Twitter sued for allowing ISIS propaganda

Members of an ISIS media agency distribute propaganda to civilians in Mosul, Iraq

The widow of an American killed in Jordan in November of last year has filed a federal lawsuit against Twitter, alleging that the social media platform gave a voice to ISIS militants, allowing the terror network to spread its propaganda and effectively recruit foreign fighters.

The suit filed by widow Tamara Fields alleges that Twitter had failed to take appropriate steps in limiting the use by ISIS members of its platform.

"Without Twitter, the explosive growth of ISIS over the last few years into the most-feared terrorist group in the world would not have been possible," the lawsuit said.

The lawsuit comes days after the White House announced its intentions to get tech giants including Twitter, Microsoft, and Apple on board in their fight against terror online.
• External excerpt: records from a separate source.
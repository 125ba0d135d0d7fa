//! In-memory case store.
//!
//! Backs tests and scripted replays. Honours the same contract as
//! the SQLite store, including the version check on commit.

use async_trait::async_trait;
use std::collections::HashMap;
use tokio::sync::RwLock;

use crate::domain::errors::{DomainError, DomainResult};
use crate::domain::models::{
    Case, CaseId, CaseSnapshot, Hypothesis, PhaseState, PhaseTransition, Turn, TurnId,
    WorkingConclusion,
};
use crate::domain::ports::{CaseStore, TurnCommit};

#[derive(Debug, Clone)]
struct CaseRecord {
    case: Case,
    turns: Vec<Turn>,
    hypotheses: Vec<Hypothesis>,
    conclusions: Vec<WorkingConclusion>,
    phase: PhaseState,
    transitions: Vec<PhaseTransition>,
}

impl CaseRecord {
    fn last_turn(&self) -> TurnId {
        self.turns.last().map_or(TurnId::ORIGIN, |t| t.ordinal)
    }

    fn upsert_hypothesis(&mut self, hypothesis: Hypothesis) {
        match self.hypotheses.iter_mut().find(|h| h.id == hypothesis.id) {
            Some(existing) => *existing = hypothesis,
            None => self.hypotheses.push(hypothesis),
        }
    }
}

/// Case store held entirely in process memory.
#[derive(Debug, Default)]
pub struct InMemoryCaseStore {
    cases: RwLock<HashMap<CaseId, CaseRecord>>,
}

impl InMemoryCaseStore {
    pub fn new() -> Self {
        Self::default()
    }
}

/// Check that `turns` continue the log directly after `last`.
fn check_ordinals(case_id: CaseId, last: TurnId, turns: &[Turn]) -> DomainResult<()> {
    let mut expected = last.next();
    for turn in turns {
        if turn.case_id != case_id {
            return Err(DomainError::ValidationFailed(format!(
                "turn {} belongs to case {}, not {case_id}",
                turn.ordinal, turn.case_id
            )));
        }
        if turn.ordinal != expected {
            return Err(DomainError::ValidationFailed(format!(
                "turn ordinal {} does not follow {}",
                turn.ordinal,
                TurnId(expected.0 - 1)
            )));
        }
        expected = expected.next();
    }
    Ok(())
}

#[async_trait]
impl CaseStore for InMemoryCaseStore {
    async fn create_case(&self, case: &Case, phase: &PhaseState) -> DomainResult<()> {
        let mut cases = self.cases.write().await;
        if cases.contains_key(&case.id) {
            return Err(DomainError::ValidationFailed(format!(
                "case {} already exists",
                case.id
            )));
        }
        cases.insert(
            case.id,
            CaseRecord {
                case: case.clone(),
                turns: Vec::new(),
                hypotheses: Vec::new(),
                conclusions: Vec::new(),
                phase: phase.clone(),
                transitions: Vec::new(),
            },
        );
        Ok(())
    }

    async fn get_case(&self, id: CaseId) -> DomainResult<Option<Case>> {
        Ok(self.cases.read().await.get(&id).map(|r| r.case.clone()))
    }

    async fn list_cases(&self) -> DomainResult<Vec<Case>> {
        let cases = self.cases.read().await;
        let mut result: Vec<Case> = cases.values().map(|r| r.case.clone()).collect();
        result.sort_by(|a, b| b.updated_at.cmp(&a.updated_at).then(a.id.cmp(&b.id)));
        Ok(result)
    }

    async fn load_snapshot(&self, id: CaseId) -> DomainResult<Option<CaseSnapshot>> {
        let cases = self.cases.read().await;
        Ok(cases.get(&id).map(|r| CaseSnapshot {
            case: r.case.clone(),
            turns: r.turns.clone(),
            hypotheses: r.hypotheses.clone(),
            conclusion: r.conclusions.last().cloned(),
            phase: r.phase.clone(),
        }))
    }

    async fn append_turn(&self, turn: &Turn) -> DomainResult<()> {
        let mut cases = self.cases.write().await;
        let record = cases
            .get_mut(&turn.case_id)
            .ok_or(DomainError::CaseNotFound(turn.case_id))?;
        check_ordinals(turn.case_id, record.last_turn(), std::slice::from_ref(turn))?;
        record.turns.push(turn.clone());
        record.case.version += 1;
        record.case.updated_at = turn.timestamp;
        Ok(())
    }

    async fn list_turns_since(&self, case_id: CaseId, after: TurnId) -> DomainResult<Vec<Turn>> {
        let cases = self.cases.read().await;
        let record = cases.get(&case_id).ok_or(DomainError::CaseNotFound(case_id))?;
        Ok(record
            .turns
            .iter()
            .filter(|t| t.ordinal > after)
            .cloned()
            .collect())
    }

    async fn list_hypotheses(&self, case_id: CaseId) -> DomainResult<Vec<Hypothesis>> {
        let cases = self.cases.read().await;
        let record = cases.get(&case_id).ok_or(DomainError::CaseNotFound(case_id))?;
        Ok(record.hypotheses.clone())
    }

    async fn conclusion_history(&self, case_id: CaseId) -> DomainResult<Vec<WorkingConclusion>> {
        let cases = self.cases.read().await;
        let record = cases.get(&case_id).ok_or(DomainError::CaseNotFound(case_id))?;
        Ok(record.conclusions.clone())
    }

    async fn list_transitions(&self, case_id: CaseId) -> DomainResult<Vec<PhaseTransition>> {
        let cases = self.cases.read().await;
        let record = cases.get(&case_id).ok_or(DomainError::CaseNotFound(case_id))?;
        Ok(record.transitions.clone())
    }

    async fn commit_turn(&self, commit: TurnCommit) -> DomainResult<u64> {
        let mut cases = self.cases.write().await;
        let record = cases
            .get_mut(&commit.case_id)
            .ok_or(DomainError::CaseNotFound(commit.case_id))?;

        if record.case.version != commit.expected_version {
            return Err(DomainError::ConcurrencyConflict {
                entity: "case".to_string(),
                id: commit.case_id.to_string(),
            });
        }
        check_ordinals(commit.case_id, record.last_turn(), &commit.turns)?;

        record.turns.extend(commit.turns);
        for hypothesis in commit.hypotheses {
            record.upsert_hypothesis(hypothesis);
        }
        record.conclusions.push(commit.conclusion);
        record.phase = commit.phase;
        record.transitions.extend(commit.transitions);
        record.case.version += 1;
        record.case.updated_at = commit.committed_at;

        Ok(record.case.version)
    }
}

#[cfg(test)]
mod tests {
    use super::*;
    use crate::domain::models::{ConfidenceTier, NewTurn};
    use chrono::Utc;

    fn conclusion(turn: TurnId) -> WorkingConclusion {
        WorkingConclusion {
            text: "No candidate cause has been identified yet.".to_string(),
            confidence_tier: ConfidenceTier::Low,
            leading_hypothesis: None,
            supporting_evidence: Vec::new(),
            next_steps: Vec::new(),
            problem_statement: None,
            turn,
            generated_at: Utc::now(),
        }
    }

    async fn seeded() -> (InMemoryCaseStore, Case) {
        let store = InMemoryCaseStore::new();
        let case = Case::new("printer offline");
        store.create_case(&case, &PhaseState::default()).await.unwrap();
        (store, case)
    }

    #[tokio::test]
    async fn test_append_turn_enforces_ordinals() {
        let (store, case) = seeded().await;
        let first = NewTurn::user("it shows offline").into_turn(case.id, TurnId(1), Utc::now());
        store.append_turn(&first).await.unwrap();

        let gap = NewTurn::user("skipped").into_turn(case.id, TurnId(3), Utc::now());
        let err = store.append_turn(&gap).await.unwrap_err();
        assert!(matches!(err, DomainError::ValidationFailed(_)));

        let since = store.list_turns_since(case.id, TurnId::ORIGIN).await.unwrap();
        assert_eq!(since.len(), 1);
        assert_eq!(store.get_case(case.id).await.unwrap().unwrap().version, 2);
    }

    #[tokio::test]
    async fn test_append_to_unknown_case() {
        let store = InMemoryCaseStore::new();
        let turn = NewTurn::user("hello").into_turn(uuid::Uuid::new_v4(), TurnId(1), Utc::now());
        assert!(matches!(
            store.append_turn(&turn).await,
            Err(DomainError::CaseNotFound(_))
        ));
    }

    #[tokio::test]
    async fn test_commit_checks_version() {
        let (store, case) = seeded().await;
        let commit = TurnCommit {
            case_id: case.id,
            expected_version: case.version,
            turns: vec![NewTurn::user("hello").into_turn(case.id, TurnId(1), Utc::now())],
            hypotheses: vec![Hypothesis::new("driver crash", TurnId(1), Utc::now())],
            conclusion: conclusion(TurnId(1)),
            phase: PhaseState::default(),
            transitions: Vec::new(),
            committed_at: Utc::now(),
        };

        let version = store.commit_turn(commit.clone()).await.unwrap();
        assert_eq!(version, case.version + 1);

        let stale = store.commit_turn(commit).await.unwrap_err();
        assert!(matches!(stale, DomainError::ConcurrencyConflict { .. }));

        let snapshot = store.load_snapshot(case.id).await.unwrap().unwrap();
        assert_eq!(snapshot.turns.len(), 1);
        assert_eq!(snapshot.hypotheses.len(), 1);
        assert_eq!(store.conclusion_history(case.id).await.unwrap().len(), 1);
    }

    #[tokio::test]
    async fn test_commit_updates_hypothesis_in_place() {
        let (store, case) = seeded().await;
        let mut hypothesis = Hypothesis::new("toner empty", TurnId(1), Utc::now());
        let mut commit = TurnCommit {
            case_id: case.id,
            expected_version: case.version,
            turns: vec![NewTurn::user("hello").into_turn(case.id, TurnId(1), Utc::now())],
            hypotheses: vec![hypothesis.clone()],
            conclusion: conclusion(TurnId(1)),
            phase: PhaseState::default(),
            transitions: Vec::new(),
            committed_at: Utc::now(),
        };
        let version = store.commit_turn(commit.clone()).await.unwrap();

        hypothesis.confidence = 0.5;
        commit.expected_version = version;
        commit.turns = vec![NewTurn::user("again").into_turn(case.id, TurnId(2), Utc::now())];
        commit.hypotheses = vec![hypothesis.clone()];
        commit.conclusion = conclusion(TurnId(2));
        store.commit_turn(commit).await.unwrap();

        let hypotheses = store.list_hypotheses(case.id).await.unwrap();
        assert_eq!(hypotheses, vec![hypothesis]);
        assert_eq!(store.conclusion_history(case.id).await.unwrap().len(), 2);
    }
}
Fields' husband was killed along with five others on a November 9th attack at a police training facility in Amman, Jordan. But the perpetrator of the attack - a captain in the Jordanian police - has no links to ISIS, and there is no evidence to suggest his attack was motivated by the terror group.

Fields' lawsuit against Twitter alleges that the social media company violated federal anti-terrorism law by providing material support to ISIS, giving the terror group an "unfettered" ability to maintain Twitter accounts, which Fields believes allowed the group to spread propaganda with ease.

In a statement responding to the lawsuit, Twitter expressed their sympathies with Fields, but noted their belief that the lawsuit is frivolous.

"While we believe the lawsuit is without merit, we are deeply saddened to hear of this family's terrible loss. Violent threats and the promotion of terrorism deserve no place on Twitter and, like other social networks, our rules make that clear."

The lawsuit by Fields is the first time a social media company has been sued for allegedly enabling terrorism on its platform. If the suit is successful, it could set a significant precedent for how social media platforms and online forums approach radical speech in the future.

Still, Twitter is far from the only platform ISIS members have embraced to spread their message.

In November, messaging app Telegram announced that it had shut down 78 public channels used for coordination by ISIS members. And last month, members of the ISIS Health Department created a Tumblr page to share medical information and advice with supporters of the caliphate.

Editor's Note: A previous version of this article used a different logo image.